Task directions => Find the lines holding the string "model" in the data, then copy all of them.

Provided records =>
★ ★ ★ ★ ★ ★ ★

//! Core library for the weather alerts bot.
//!
//! This crate defines:
//! - Configuration & persistence of recipients and their locations
//! - Abstractions over the weather provider and the messaging transport
//! - Report formatting (rain periods, air quality, advice)
//! - The location registry, the daily dispatcher and its schedule trigger
//! - Chat command handlers
//!
//! It is used by `alerts-bot`, but can also be reused by other binaries or services.

pub mod commands;
pub mod config;
pub mod dispatch;
pub mod model;
pub mod provider;
pub mod registry;
pub mod report;
pub mod schedule;
pub mod transport;

pub use commands::{Command, CommandHandler, ValidationError};
pub use config::{Config, ConfigStore, FileConfigStore, StoreError};
pub use dispatch::{DispatchOptions, DispatchSummary, run_daily_alerts};
pub use model::{DayRecord, ForecastData, RecipientId};
pub use provider::{ForecastQuery, ProviderError, WeatherProvider};
pub use registry::{AddOutcome, GrantOutcome, LocationRegistry, RegistryError, RemoveOutcome};
pub use schedule::{ScheduleError, ScheduleTrigger};
pub use transport::{Formatting, MessagingTransport, TransportError};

★ ★ ★ ★ ★ ★ ★

Task solution =>
pub mod model;
pub use model::{DayRecord, ForecastData, RecipientId};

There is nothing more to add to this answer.